■ What the task asks ■
Scan the entries below for the word "PartialEq", then copy each line that holds it.

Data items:

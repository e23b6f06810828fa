//! Per-step metrics: bottleneck cells, step summaries, escape-time statistics.

use evac_agent::Person;
use evac_core::{Cell, Timestep};
use evac_world::World;

#[cfg(feature = "fx-hash")]
type OccupancyMap = rustc_hash::FxHashMap<Cell, usize>;
#[cfg(not(feature = "fx-hash"))]
type OccupancyMap = std::collections::HashMap<Cell, usize>;

// ── Bottlenecks ───────────────────────────────────────────────────────────────

/// Number of grid cells holding more than `threshold` of `persons`.
///
/// One O(persons) pass builds a cell → occupancy index; only occupied cells
/// can exceed the threshold, so this matches a full scan of the grid.
pub fn count_bottlenecks(persons: &[Person], world: &World, threshold: usize) -> usize {
    let mut occupancy = OccupancyMap::default();
    for person in persons {
        *occupancy.entry(person.cell()).or_insert(0) += 1;
    }
    occupancy
        .iter()
        .filter(|&(&cell, &n)| n > threshold && world.contains(cell))
        .count()
}

// ── StepSummary ───────────────────────────────────────────────────────────────

/// What happened during one step.  Passed to
/// [`SimObserver::on_step_end`][crate::SimObserver::on_step_end].
#[derive(Debug, Clone, Copy, PartialEq, Eq)]
pub struct StepSummary {
    /// The timestep counter *after* the step (the first step reports `T1`).
    pub timestep:          Timestep,
    pub escaped_this_step: usize,
    pub died_this_step:    usize,
    pub escaped_total:     usize,
    pub dead_total:        usize,
    /// Persons still in the building after the step.
    pub living:            usize,
    pub fires:             usize,
    /// Fires ignited by spread this step.
    pub ignited:           usize,
    pub bottlenecks:       usize,
}

// ── EscapeStats ───────────────────────────────────────────────────────────────

/// Summary of escape timesteps across every escaped person.
#[derive(Debug, Clone, Copy, PartialEq)]
pub struct EscapeStats {
    pub count: usize,
    pub mean:  f64,
    pub min:   Timestep,
    pub max:   Timestep,
}

impl EscapeStats {
    /// `None` if nobody has escaped.
    pub fn from_escaped(escaped: &[Person]) -> Option<Self> {
        let mut times = escaped.iter().filter_map(Person::time_to_escape);
        let first = times.next()?;
        let (mut count, mut sum, mut min, mut max) = (1usize, first.0 as f64, first, first);
        for t in times {
            count += 1;
            sum += t.0 as f64;
            min = min.min(t);
            max = max.max(t);
        }
        Some(Self { count, mean: sum / count as f64, min, max })
    }
}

■ Worked solution ■
#[derive(Debug, Clone, Copy, PartialEq, Eq)]
#[derive(Debug, Clone, Copy, PartialEq)]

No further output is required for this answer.